Glucocorticoids, such as dexamethasone and prednisone, are mainstays in the treatment of lymphoid malignancies and autoimmune diseases. To understand the mechanism of how glucocorticoids induce cell death, we integrated a comprehensive, genome-wide shRNA screen with differential gene expression analysis in B-cell acute lymphoblastic leukemia (B-ALL). In addition to activating pro-apoptosis genes and repressing anti-apoptosis genes, we found that repression of B-cell development genes contributes to dexamethasone-induced cell death in B-ALL. Similarly, elevated glucocorticoid levels brought on by stress in stroke victims causes lymphocytopenia by inducing of apoptosis in immature B-cells, but not hemopoietic stem cells or mature B-cells. Additionally, chronic stress has been associated with immune suppression and increased risk for autoimmune disease. Together these findings suggest that glucocorticoids play a normal role in B-cell development, and that elevated glucocorticoid levels in response to stress can alter that development.

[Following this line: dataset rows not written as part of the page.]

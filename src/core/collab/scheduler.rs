use anyhow::{Result, anyhow};
use async_trait::async_trait;
use serde::{Deserialize, Serialize};
use std::collections::HashMap;
use std::future::Future;
use std::pin::Pin;
use std::sync::{Arc, RwLock};
use std::time::Duration;
use tokio::sync::Mutex;
use tokio_cron_scheduler::{Job, JobScheduler};
use tracing::{debug, info, warn};

use crate::core::activity::RunStatus;

#[derive(Debug, Clone, PartialEq, Eq, Serialize, Deserialize)]
#[serde(tag = "kind", rename_all = "snake_case")]
pub enum Schedule {
    Every { interval_ms: u64 },
    Cron { expr: String },
}

impl Schedule {
    /// Human-readable cadence, e.g. `every 30 minutes` or `cron "0 0 9 * * *"`.
    pub fn describe(&self) -> String {
        match self {
            Schedule::Every { interval_ms } => format!("every {}", describe_interval(*interval_ms)),
            Schedule::Cron { expr } => format!("cron \"{}\"", expr),
        }
    }
}

fn describe_interval(ms: u64) -> String {
    const UNITS: [(u64, &str); 4] = [
        (24 * 60 * 60 * 1000, "day"),
        (60 * 60 * 1000, "hour"),
        (60 * 1000, "minute"),
        (1000, "second"),
    ];
    for (size, name) in UNITS {
        if ms >= size && ms % size == 0 {
            let n = ms / size;
            return if n == 1 {
                format!("1 {}", name)
            } else {
                format!("{} {}s", n, name)
            };
        }
    }
    format!("{} ms", ms)
}

/// Parse `30m`, `1h30m`, `45s`, `2d`, optionally prefixed with `every`.
pub fn parse_interval(text: &str) -> Result<Duration, String> {
    let trimmed = text.trim();
    let body = trimmed.strip_prefix("every").unwrap_or(trimmed).trim();
    if body.is_empty() {
        return Err("empty interval".to_string());
    }
    let mut total_ms: u64 = 0;
    let mut digits = String::new();
    for ch in body.chars().filter(|c| !c.is_whitespace()) {
        if ch.is_ascii_digit() {
            digits.push(ch);
            continue;
        }
        let unit_ms = match ch {
            's' => 1000,
            'm' => 60 * 1000,
            'h' => 60 * 60 * 1000,
            'd' => 24 * 60 * 60 * 1000,
            other => return Err(format!("unknown interval unit '{}' in '{}'", other, text)),
        };
        let n: u64 = digits
            .parse()
            .map_err(|_| format!("missing number before '{}' in '{}'", ch, text))?;
        total_ms = total_ms.saturating_add(n.saturating_mul(unit_ms));
        digits.clear();
    }
    if !digits.is_empty() {
        return Err(format!("interval '{}' is missing a unit", text));
    }
    if total_ms == 0 {
        return Err(format!("interval '{}' must be positive", text));
    }
    Ok(Duration::from_millis(total_ms))
}

/// Typed metadata carried by a scheduler job so a due signal resolves its
/// owner without string parsing.
#[derive(Debug, Clone, PartialEq, Eq, Serialize, Deserialize)]
#[serde(tag = "kind", rename_all = "snake_case")]
pub enum JobPayload {
    AppSubscription {
        app_id: String,
        subscription_index: usize,
    },
}

impl JobPayload {
    pub fn app_id(&self) -> &str {
        match self {
            JobPayload::AppSubscription { app_id, .. } => app_id,
        }
    }
}

#[derive(Debug, Clone, PartialEq, Eq, Serialize, Deserialize)]
pub struct JobDescriptor {
    pub id: String,
    pub schedule: Schedule,
    pub payload: JobPayload,
}

#[derive(Debug, Clone, PartialEq, Eq)]
pub struct JobInfo {
    pub id: String,
    pub schedule: Schedule,
    pub next_run_at_ms: Option<i64>,
}

/// What the runtime did with a due signal.
#[derive(Debug, Clone, PartialEq, Eq)]
pub enum DueOutcome {
    Completed(RunStatus),
    Skipped(String),
}

#[async_trait]
pub trait JobDueHandler: Send + Sync {
    /// Must not fail: anything that goes wrong is folded into the outcome.
    async fn job_due(&self, job: JobDescriptor) -> DueOutcome;
}

#[async_trait]
pub trait Scheduler: Send + Sync {
    /// Register a job, replacing any job with the same id.
    async fn add_job(&self, job: JobDescriptor) -> Result<()>;
    async fn remove_job(&self, id: &str) -> Result<bool>;
    /// Re-arm an existing job without resetting its definition.
    async fn resume_job(&self, id: &str) -> Result<bool>;
    async fn get_job(&self, id: &str) -> Result<Option<JobInfo>>;
    fn on_job_due(&self, handler: Arc<dyn JobDueHandler>);
}

type SharedHandler = Arc<RwLock<Option<Arc<dyn JobDueHandler>>>>;

struct CronEntry {
    descriptor: JobDescriptor,
    /// `None` while paused.
    live: Option<uuid::Uuid>,
}

/// [`Scheduler`] backed by `tokio-cron-scheduler`.
#[derive(Clone)]
pub struct CronScheduler {
    scheduler: JobScheduler,
    jobs: Arc<Mutex<HashMap<String, CronEntry>>>,
    handler: SharedHandler,
}

impl CronScheduler {
    pub async fn new() -> Result<Self> {
        Ok(Self {
            scheduler: JobScheduler::new().await?,
            jobs: Arc::new(Mutex::new(HashMap::new())),
            handler: Arc::new(RwLock::new(None)),
        })
    }

    pub async fn start(&self) -> Result<()> {
        self.scheduler.start().await?;
        Ok(())
    }

    pub async fn shutdown(&self) -> Result<()> {
        let mut scheduler = self.scheduler.clone();
        scheduler.shutdown().await?;
        Ok(())
    }

    /// Stop firing a job but keep its definition so `resume_job` can re-arm it.
    pub async fn pause_job(&self, id: &str) -> Result<bool> {
        let mut jobs = self.jobs.lock().await;
        let Some(entry) = jobs.get_mut(id) else {
            return Ok(false);
        };
        if let Some(uuid) = entry.live.take() {
            self.scheduler.remove(&uuid).await?;
        }
        Ok(true)
    }

    pub async fn job_count(&self) -> usize {
        self.jobs.lock().await.len()
    }

    fn build_job(&self, descriptor: &JobDescriptor) -> Result<Job> {
        let handler = self.handler.clone();
        let job_for_tick = descriptor.clone();
        let on_tick = move |_uuid: uuid::Uuid,
                            _l: JobScheduler|
              -> Pin<Box<dyn Future<Output = ()> + Send>> {
            let handler = handler.read().ok().and_then(|h| h.clone());
            let job = job_for_tick.clone();
            Box::pin(async move {
                match handler {
                    Some(handler) => {
                        let id = job.id.clone();
                        let outcome = handler.job_due(job).await;
                        debug!("Scheduler job '{}' handled: {:?}", id, outcome);
                    }
                    None => warn!("Scheduler job '{}' fired with no due handler", job.id),
                }
            })
        };
        let job = match &descriptor.schedule {
            Schedule::Cron { expr } => Job::new_async(expr.as_str(), on_tick),
            Schedule::Every { interval_ms } => {
                Job::new_repeated_async(Duration::from_millis(*interval_ms), on_tick)
            }
        };
        job.map_err(|e| anyhow!("invalid schedule for job '{}': {}", descriptor.id, e))
    }
}

#[async_trait]
impl Scheduler for CronScheduler {
    async fn add_job(&self, job: JobDescriptor) -> Result<()> {
        let built = self.build_job(&job)?;
        let mut jobs = self.jobs.lock().await;
        if let Some(old) = jobs.remove(&job.id)
            && let Some(uuid) = old.live
            && let Err(e) = self.scheduler.remove(&uuid).await
        {
            warn!("Failed to remove previous runtime job '{}': {}", job.id, e);
        }
        let uuid = self.scheduler.add(built).await?;
        info!("Scheduled job '{}' ({})", job.id, job.schedule.describe());
        jobs.insert(
            job.id.clone(),
            CronEntry {
                descriptor: job,
                live: Some(uuid),
            },
        );
        Ok(())
    }

    async fn remove_job(&self, id: &str) -> Result<bool> {
        let mut jobs = self.jobs.lock().await;
        let Some(entry) = jobs.remove(id) else {
            return Ok(false);
        };
        if let Some(uuid) = entry.live {
            self.scheduler.remove(&uuid).await?;
        }
        Ok(true)
    }

    async fn resume_job(&self, id: &str) -> Result<bool> {
        let mut jobs = self.jobs.lock().await;
        let Some(entry) = jobs.get_mut(id) else {
            return Ok(false);
        };
        if entry.live.is_none() {
            let built = self.build_job(&entry.descriptor)?;
            entry.live = Some(self.scheduler.add(built).await?);
        }
        Ok(true)
    }

    async fn get_job(&self, id: &str) -> Result<Option<JobInfo>> {
        let (schedule, live) = {
            let jobs = self.jobs.lock().await;
            match jobs.get(id) {
                Some(entry) => (entry.descriptor.schedule.clone(), entry.live),
                None => return Ok(None),
            }
        };
        let next_run_at_ms = match live {
            Some(uuid) => {
                let mut scheduler = self.scheduler.clone();
                scheduler
                    .next_tick_for_job(uuid)
                    .await
                    .ok()
                    .flatten()
                    .map(|t| t.timestamp_millis())
            }
            None => None,
        };
        Ok(Some(JobInfo {
            id: id.to_string(),
            schedule,
            next_run_at_ms,
        }))
    }

    fn on_job_due(&self, handler: Arc<dyn JobDueHandler>) {
        if let Ok(mut slot) = self.handler.write() {
            *slot = Some(handler);
        }
    }
}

A control point in this mechanism may be MBNL1. MBNL1 is a sequence-specific RNA binding factor that alters mRNA splicing, stability, and localization. In this work, we show that glucocorticoid suppression of MBNL1 contributes to induction of cell death in B-ALL. Deletion of MBNL1 by CRISPR/Cas9 in the B-ALL cell line NALM-6 induces accumulation and depletion of mRNA levels for hundreds of genes. A large number of B-cell specification genes, including CD19, CD79A, SPI1, and LEF1, are repressed upon MBNL1 deletion, whereas the most highly activated gene is CD34, which is a marker for the less mature lymphoid progenitor cells. Depletion of MBNL1 also changed the splicing of B-cell development genes, including quantitative depletion of LEF1 exon 6. These data suggest that depletion of MBNL1 induces de-differentiation of B-cell precursors. Consistent with this model, an analysis of gene expression in differentiating B-cells revealed a rapid elevation of MBNL1 expression during B-cell specification (after the lymphoid precursor stage), and a concomitant repression of CELF2, an RNA-binding splicing factor that has been shown to oppose MBNL1. We therefore propose that glucocorticoids play a physiological role in B-cell development by restraining B-cell specification through repression of key genes, including MBNL1.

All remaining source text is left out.